The Tenderness of Home and the Weight of History: Wilhelm Sasnal’s “family / history” Exhibition

TowerStreetLondon2 weeks ago40 Views

In the heart of London on Savile Row, Sadie Coles HQ is hosting one of contemporary painting’s most powerful and melancholic voices — Polish artist Wilhelm Sasnal. The exhibition titled “family / history”, which opened today, collides the warm, sheltered cocoon of domestic life with the shattering world of macro-politics on the same canvas, with simultaneous energy.

After training as an architect and turning to painting, Sasnal brings his cinematic perspective to his canvases. In this new exhibition, he takes us on a shattering journey into both our most intimate memories and our collective memory.

A Dual Reality: From the Living Room to the Oval Office

The exhibition’s title “family / history” perfectly summarises the inevitable duality of the subjects Sasnal addresses.
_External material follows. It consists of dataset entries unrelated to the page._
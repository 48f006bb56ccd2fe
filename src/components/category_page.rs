//! Category Page
//!
//! Product grid with category, search, price and stock filters.

use leptos::prelude::*;
use reactive_stores::Store;

use crate::catalog::{self, parse_price, CatalogQuery, CatalogQueryStoreFields, SortKey, CATEGORIES, PRODUCTS};
use crate::components::ProductCard;

#[component]
pub fn CategoryPage(slug: Option<String>) -> impl IntoView {
    let heading = slug
        .as_deref()
        .and_then(catalog::category)
        .map(|c| (c.name.to_string(), c.blurb.to_string()))
        .unwrap_or_else(|| ("All products".to_string(), "Everything in the garage".to_string()));

    let query = Store::new(CatalogQuery::for_category(slug));

    let results = move || query.with(|q| q.apply(PRODUCTS));

    view! {
        <div class="category-page">
            <header class="page-header">
                <h1>{heading.0}</h1>
                <p>{heading.1}</p>
            </header>

            <div class="category-layout">
                <aside class="filters">
                    <label class="filter">
                        <span>"Search"</span>
                        <input
                            type="search"
                            placeholder="Name or description..."
                            prop:value=move || query.search().get()
                            on:input=move |ev| *query.search().write() = event_target_value(&ev)
                        />
                    </label>

                    <label class="filter">
                        <span>"Category"</span>
                        <select on:change=move |ev| {
                            let value = event_target_value(&ev);
                            *query.category().write() = (!value.is_empty()).then_some(value);
                        }>
                            <option value="" selected=move || query.category().get().is_none()>"All"</option>
                            {CATEGORIES.iter().map(|c| {
                                let slug = c.slug;
                                view! {
                                    <option
                                        value=slug
                                        selected=move || query.category().get().as_deref() == Some(slug)
                                    >
                                        {c.name}
                                    </option>
                                }
                            }).collect_view()}
                        </select>
                    </label>

                    <div class="filter price-range">
                        <span>"Price"</span>
                        <input
                            type="text"
                            placeholder="Min $"
                            on:change=move |ev| *query.min_price_cents().write() = parse_price(&event_target_value(&ev))
                        />
                        <input
                            type="text"
                            placeholder="Max $"
                            on:change=move |ev| *query.max_price_cents().write() = parse_price(&event_target_value(&ev))
                        />
                    </div>

                    <label class="filter checkbox">
                        <input
                            type="checkbox"
                            prop:checked=move || query.in_stock_only().get()
                            on:change=move |ev| *query.in_stock_only().write() = event_target_checked(&ev)
                        />
                        <span>"In stock only"</span>
                    </label>

                    <label class="filter">
                        <span>"Sort by"</span>
                        <select on:change=move |ev| *query.sort().write() = SortKey::from_slug(&event_target_value(&ev))>
                            {SortKey::ALL.into_iter().map(|key| view! {
                                <option value=key.slug() selected=move || query.sort().get() == key>
                                    {key.label()}
                                </option>
                            }).collect_view()}
                        </select>
                    </label>
                </aside>

                <section class="results">
                    <p class="result-count">{move || format!("{} products", results().len())}</p>
                    {move || {
                        let hits = results();
                        if hits.is_empty() {
                            view! { <div class="empty-state">"No products match these filters."</div> }.into_any()
                        } else {
                            view! {
                                <div class="product-grid">
                                    {hits.into_iter().map(|p| view! { <ProductCard product=p /> }).collect_view()}
                                </div>
                            }.into_any()
                        }
                    }}
                </section>
            </div>
        </div>
    }
}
On one side are the intimate, tender portraits belonging to the artist’s inner world and his family. On the other lies a vast political and cultural sphere that extends beyond domestic comfort, shaping it, expanding it, and often destabilising it.

Have you ever noticed how the heavy and disturbing images raining down on us from global news bulletins are softened — or contrasted — within the safe environment of our homes? Sasnal precisely documents this layered human experience. In the exhibition, scenes from family life sit alongside images of spaces of power such as the Oval Office or a NATO summit, and the “greyed-out” faces of politicians.

“Cover Versions” of Existing Images

The artist describes his paintings as “cover versions” of existing photographs or images. Whether drawn from archival historical memories or photographs he himself has taken, each painting actually points to a secondary image hidden behind the canvas.

However, Sasnal does not copy these original images exactly; instead, he reduces them (creating a reductive relationship):

  • Colours change or are simplified.
  • Details are deliberately erased from the canvas.
  • Patterns and graphics are exaggerated as painterly gestures.

Just like memory itself — never entirely reliable, yet managing to preserve the feeling of those touching moments… These paintings do not offer us a rigid reality, but the essence of that moment or event.

Music, Admiration and Nostalgia

Alongside family and politics, another theme to which Sasnal returns with great passion appears in the exhibition: musicians. The artist’s portraits of musicians expand the autobiographical resonance of the works. We witness how a single admired musician can summon an entire era, place, or feeling. After years of distance, the artist returns to the past and summarises the experienced or witnessed moments as if in a painted album.